By Erik L. Ridley, AuntMinnie staff writer

March 4, 2009 -- Computer-aided detection (CAD) technology yields a high sensitivity in detecting breast cancer on full-field digital mammography (FFDM) images, according to research from Boca Raton Community Hospital in Boca Raton, FL. It also performs well with typically challenging histopathology such as invasive lobular carcinomas and small neoplasms.

"The results of the present study show that the use of a CAD system with FFDM images can mark a high percentage (94%) of breast cancers with an acceptable false-positive rate of 2.3 marks per case," wrote lead author Dr. Juliette The and colleagues in the American Journal of Roentgenology (February 2009, Vol. 192:2, pp. 337-340).

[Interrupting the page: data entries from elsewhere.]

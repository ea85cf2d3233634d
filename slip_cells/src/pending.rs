//! Pending queue for list deletion
//!
//! Deleting a list may release holds on other lists (its sublists and its descriptor
//! list), which may in turn reach zero and need reclaiming. Rather than recursing, the
//! deletion loop drains this queue, so arbitrarily deep nesting cannot overflow the
//! stack.

use crate::handle::CellId;

/// Queue of headers whose hold is being released
pub struct PendingQueue {
    queue: Vec<CellId>,
}

impl PendingQueue {
    /// Create a new empty queue
    pub const fn new() -> PendingQueue {
        PendingQueue { queue: Vec::new() }
    }

    /// Queue the release of one hold on a header
    #[inline]
    pub fn push(&mut self, header: CellId) {
        self.queue.push(header);
    }

    #[inline]
    pub fn pop(&mut self) -> Option<CellId> {
        self.queue.pop()
    }
}

impl Default for PendingQueue {
    fn default() -> Self {
        Self::new()
    }
}
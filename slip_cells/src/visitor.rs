//! Recursive list traversal
//!
//! `Avsl::walk` visits a list and, depth first, every list reachable through its
//! sublist cells. It sets the visited bit on each list while inside it, so a sublist
//! leading back into a list on the current path is reported through `visit_cycle`
//! instead of being entered again.

use crate::{
    avsl::Avsl,
    error::SlipResult,
    handle::{CellId, ListHandle},
    sequencer::Direction,
};

/// Callbacks for `Avsl::walk`. Depth 0 is the list the walk started on; its members are
/// at depth 1.
pub trait ListVisitor {
    /// Called before the members of a list are visited
    fn enter_list(&mut self, avsl: &Avsl, list: ListHandle, depth: usize);

    /// Called for every member cell, before a sublist cell's list is entered
    fn visit_cell(&mut self, avsl: &Avsl, cell: CellId, depth: usize);

    /// Called instead of `enter_list` for a list already on the current path
    fn visit_cycle(&mut self, _avsl: &Avsl, _list: ListHandle, _depth: usize) {}

    /// Called after the last member of a list
    fn leave_list(&mut self, _avsl: &Avsl, _list: ListHandle, _depth: usize) {}
}

impl Avsl {
    /// Walk a list and everything reachable from it.
    ///
    /// The traversal keeps an explicit stack, so depth is bounded by memory rather than
    /// by the thread's stack. Visited bits are cleared on the way out.
    #[track_caller]
    pub fn walk(&mut self, list: ListHandle, visitor: &mut impl ListVisitor) -> SlipResult<()> {
        let top = self.header_index("walk", list)?;
        if !self.set_visited(top, true) {
            visitor.visit_cycle(self, list, 0);
            return Ok(());
        }
        visitor.enter_list(self, list, 0);

        // (header, cursor) for every list on the path
        let mut stack = vec![(top, top)];
        while let Some(&(header, cursor)) = stack.last() {
            let depth = stack.len() - 1;
            let next = self.neighbor(cursor, Direction::Right);

            if next == header {
                stack.pop();
                self.set_visited(header, false);
                visitor.leave_list(self, self.list_at(header), depth);
                continue;
            }

            if let Some(frame) = stack.last_mut() {
                frame.1 = next;
            }
            visitor.visit_cell(self, self.id_at(next), depth + 1);

            if let Some(held) = self.slot(next).sublist() {
                let nested = ListHandle::from_id(held);
                if self.set_visited(held.index(), true) {
                    visitor.enter_list(self, nested, depth + 1);
                    stack.push((held.index(), held.index()));
                } else {
                    visitor.visit_cycle(self, nested, depth + 1);
                }
            }
        }

        Ok(())
    }
}
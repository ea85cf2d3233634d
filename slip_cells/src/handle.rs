//! Handles to arena cells
//!
//! `CellId` names a cell by its arena index plus the generation the cell had when the
//! handle was taken. The arena bumps a cell's generation each time the cell is released,
//! so a handle that outlives its cell is detected instead of silently aliasing whatever
//! the cell was recycled into.
//!
//! `ListHandle` is a `CellId` known to name a list header.

use core::fmt;

/// Handle to a cell in an `Avsl` arena.
#[derive(Clone, Copy, PartialEq, Eq, Hash)]
pub struct CellId {
    index: u32,
    generation: u32,
}

impl CellId {
    /// Names a cell outside the arena, in diagnostics about temporaries and the free list
    pub const TEMPORARY: CellId = CellId::new(u32::MAX, u32::MAX);

    #[inline]
    pub(crate) const fn new(index: u32, generation: u32) -> CellId {
        CellId { index, generation }
    }

    /// Index of the cell in the arena
    #[inline]
    pub const fn index(&self) -> u32 {
        self.index
    }

    /// Generation of the cell when this handle was taken
    #[inline]
    pub const fn generation(&self) -> u32 {
        self.generation
    }

    #[inline]
    pub(crate) const fn slot(&self) -> usize {
        self.index as usize
    }
}

impl fmt::Debug for CellId {
    fn fmt(&self, f: &mut fmt::Formatter<'_>) -> fmt::Result {
        write!(f, "CellId({:#010x}#{})", self.index, self.generation)
    }
}

impl fmt::Display for CellId {
    fn fmt(&self, f: &mut fmt::Formatter<'_>) -> fmt::Result {
        write!(f, "{:#010x}", self.index)
    }
}

/// Handle to a list, i.e. to the header cell anchoring it.
///
/// Holding a `ListHandle` is not itself a reference count. The creator of a list holds
/// one implicit reference which it gives up with `Avsl::delete_list`; every sublist cell
/// holds one more.
#[derive(Clone, Copy, PartialEq, Eq, Hash)]
#[repr(transparent)]
pub struct ListHandle(CellId);

impl ListHandle {
    #[inline]
    pub(crate) const fn from_id(id: CellId) -> ListHandle {
        ListHandle(id)
    }

    /// The header cell
    #[inline]
    pub const fn id(&self) -> CellId {
        self.0
    }

    #[inline]
    pub(crate) const fn index(&self) -> u32 {
        self.0.index
    }
}

impl fmt::Debug for ListHandle {
    fn fmt(&self, f: &mut fmt::Formatter<'_>) -> fmt::Result {
        write!(f, "List({:#010x}#{})", self.0.index, self.0.generation)
    }
}

impl From<ListHandle> for CellId {
    #[inline]
    fn from(list: ListHandle) -> CellId {
        list.0
    }
}
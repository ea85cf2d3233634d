//! Sequencers
//!
//! A sequencer is a cursor over cells that moves along one of twelve axes:
//!
//! | scope      | target  | stops at                      |
//! |------------|---------|-------------------------------|
//! | linear     | element | datum cells and the header    |
//! | linear     | name    | sublist cells and the header  |
//! | linear     | word    | every cell                    |
//! | structural | ...     | as linear, but a step from a sublist cell first enters the list it names |
//!
//! times left or right. Structural moves never climb back out of a nested list: reaching
//! a nested header stops there, and returning to the enclosing list is up to the caller
//! (or to a `Reader`, which does the bookkeeping).

use hashbrown::HashSet;

use crate::{
    avsl::Avsl,
    cell::Payload,
    error::SlipResult,
    handle::{CellId, ListHandle},
};

#[derive(Clone, Copy, Debug, PartialEq, Eq, Hash)]
pub enum Scope {
    /// Stay within the current list
    Linear,
    /// Descend into the list a sublist cell names before stepping
    Structural,
}

#[derive(Clone, Copy, Debug, PartialEq, Eq, Hash)]
pub enum Target {
    /// Skip sublist cells
    Element,
    /// Skip datum cells
    Name,
    /// Skip nothing
    Word,
}

#[derive(Clone, Copy, Debug, PartialEq, Eq, Hash)]
pub enum Direction {
    Left,
    Right,
}

/// A cursor over cells
#[derive(Clone, Copy, Debug, PartialEq, Eq)]
pub struct Sequencer {
    current: CellId,
}

impl Sequencer {
    pub fn new(at: CellId) -> Sequencer {
        Sequencer { current: at }
    }

    /// A sequencer positioned on a list's header
    pub fn on_list(list: ListHandle) -> Sequencer {
        Sequencer { current: list.id() }
    }

    #[inline]
    pub fn current(&self) -> CellId {
        self.current
    }

    pub fn reposition(&mut self, at: CellId) {
        self.current = at;
    }

    #[inline]
    pub fn is_at_header(&self, avsl: &Avsl) -> bool {
        avsl.is_header(self.current)
    }

    /// Move to the next cell along the given axis and return it
    #[track_caller]
    pub fn advance(
        &mut self,
        avsl: &Avsl,
        scope: Scope,
        target: Target,
        direction: Direction,
    ) -> SlipResult<CellId> {
        let index = avsl.live("advance", self.current)?;
        let next = avsl.advance_index(index, scope, target, direction);
        self.current = avsl.id_at(next);
        Ok(self.current)
    }
}

macro_rules! advance_axes {
    ($($name:ident => $scope:ident, $target:ident, $direction:ident;)*) => {
        impl Sequencer {
            $(
                #[doc = concat!(
                    "`advance(", stringify!($scope), ", ", stringify!($target), ", ",
                    stringify!($direction), ")`"
                )]
                #[track_caller]
                #[inline]
                pub fn $name(&mut self, avsl: &Avsl) -> SlipResult<CellId> {
                    self.advance(avsl, Scope::$scope, Target::$target, Direction::$direction)
                }
            )*
        }
    };
}

advance_axes! {
    advance_ler => Linear, Element, Right;
    advance_lel => Linear, Element, Left;
    advance_lnr => Linear, Name, Right;
    advance_lnl => Linear, Name, Left;
    advance_lwr => Linear, Word, Right;
    advance_lwl => Linear, Word, Left;
    advance_ser => Structural, Element, Right;
    advance_sel => Structural, Element, Left;
    advance_snr => Structural, Name, Right;
    advance_snl => Structural, Name, Left;
    advance_swr => Structural, Word, Right;
    advance_swl => Structural, Word, Left;
}

impl Avsl {
    /// Core stepping loop shared by sequencers, readers and structural comparison.
    ///
    /// `start` must be live. Always stops at a header. A structural element walk over
    /// lists that contain only sublists leading back into each other stops at the first
    /// header it would enter twice.
    pub(crate) fn advance_index(
        &self,
        start: u32,
        scope: Scope,
        target: Target,
        direction: Direction,
    ) -> u32 {
        let mut index = start;
        let mut entered = HashSet::new();
        loop {
            if scope == Scope::Structural {
                if let Some(list) = self.slot(index).sublist() {
                    if !entered.insert(list.index()) {
                        return list.index();
                    }
                    index = list.index();
                }
            }

            index = self.neighbor(index, direction);
            match self.slot(index).payload {
                Payload::Sublist(_) if target == Target::Element => {}
                Payload::Datum(_) if target == Target::Name => {}
                Payload::Reader(_) if target != Target::Word => {}
                _ => return index,
            }
        }
    }
}

#[cfg(test)]
mod tests {
    use super::*;

    #[test]
    fn test_linear_axes_skip_by_role() {
        let mut avsl = Avsl::default();
        let list = avsl.new_list().unwrap();
        let inner = avsl.new_list().unwrap();
        let a = avsl.enqueue(list, 1).unwrap();
        let s = avsl.enqueue(list, inner).unwrap();
        let b = avsl.enqueue(list, 2).unwrap();

        let mut seq = Sequencer::on_list(list);
        assert_eq!(seq.advance_ler(&avsl).unwrap(), a);
        assert_eq!(seq.advance_ler(&avsl).unwrap(), b);
        assert_eq!(seq.advance_ler(&avsl).unwrap(), list.id());

        let mut seq = Sequencer::on_list(list);
        assert_eq!(seq.advance_lnr(&avsl).unwrap(), s);
        assert_eq!(seq.advance_lnr(&avsl).unwrap(), list.id());

        let mut seq = Sequencer::new(b);
        assert_eq!(seq.advance_lwl(&avsl).unwrap(), s);
        assert_eq!(seq.advance_lel(&avsl).unwrap(), a);
    }

    #[test]
    fn test_structural_step_enters_sublist() {
        let mut avsl = Avsl::default();
        let list = avsl.new_list().unwrap();
        let inner = avsl.new_list().unwrap();
        let x = avsl.enqueue(inner, 'x').unwrap();
        let s = avsl.enqueue(list, inner).unwrap();

        let mut seq = Sequencer::new(s);
        assert_eq!(seq.advance_ser(&avsl).unwrap(), x);
        // Nested header stops the walk; climbing out is up to the caller
        assert_eq!(seq.advance_ser(&avsl).unwrap(), inner.id());
        assert!(seq.is_at_header(&avsl));
    }
}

Seeking to evaluate the use of CAD with FFDM images, the researchers studied 123 consecutive biopsy-proven breast cancer cases produced from Boca Raton Community Hospital between March 1, 2005, and February 28, 2006. All mammograms were obtained using a Senographe DS FFDM system (GE Healthcare, Chalfont St. Giles, U.K.). Both screening and diagnostic mammograms were included in the study.

Each case included a craniocaudal (CC) and mediolateral oblique (MLO) view of the breast with cancer at the time of cancer diagnosis; comparable projections including exaggerated craniocaudal lateral, medial lateral, and lateral medial views were acceptable alternatives to CC or MLO views, according to the authors. In all cases, a malignant lesion was visible in at least one view.

Version 7.2 of the SecondLook CAD software (iCAD , Nashua, NH) was applied. The CAD application detected 115 of 123 (94%) cancer cases, including six of six in fatty breasts, 63 of 66 (95%) in breasts containing scattered fibroglandular densities, 43 of 46 (93%) in heterogeneously dense breasts, and three of five (60%) in extremely dense breasts.

It also found 41 of 44 (93%) of cancers manifesting as calcifications, 57 of 62 (92%) of cancers manifesting as masses, and 17 of 17 of those presenting as mixed masses and calcifications.

CAD was also able to detect 94% of the 63 invasive ductal carcinomas, 100% of the seven invasive lobular carcinomas, 91% of the 11 other invasive carcinomas, and 93% of the 42 ductal carcinomas in situ.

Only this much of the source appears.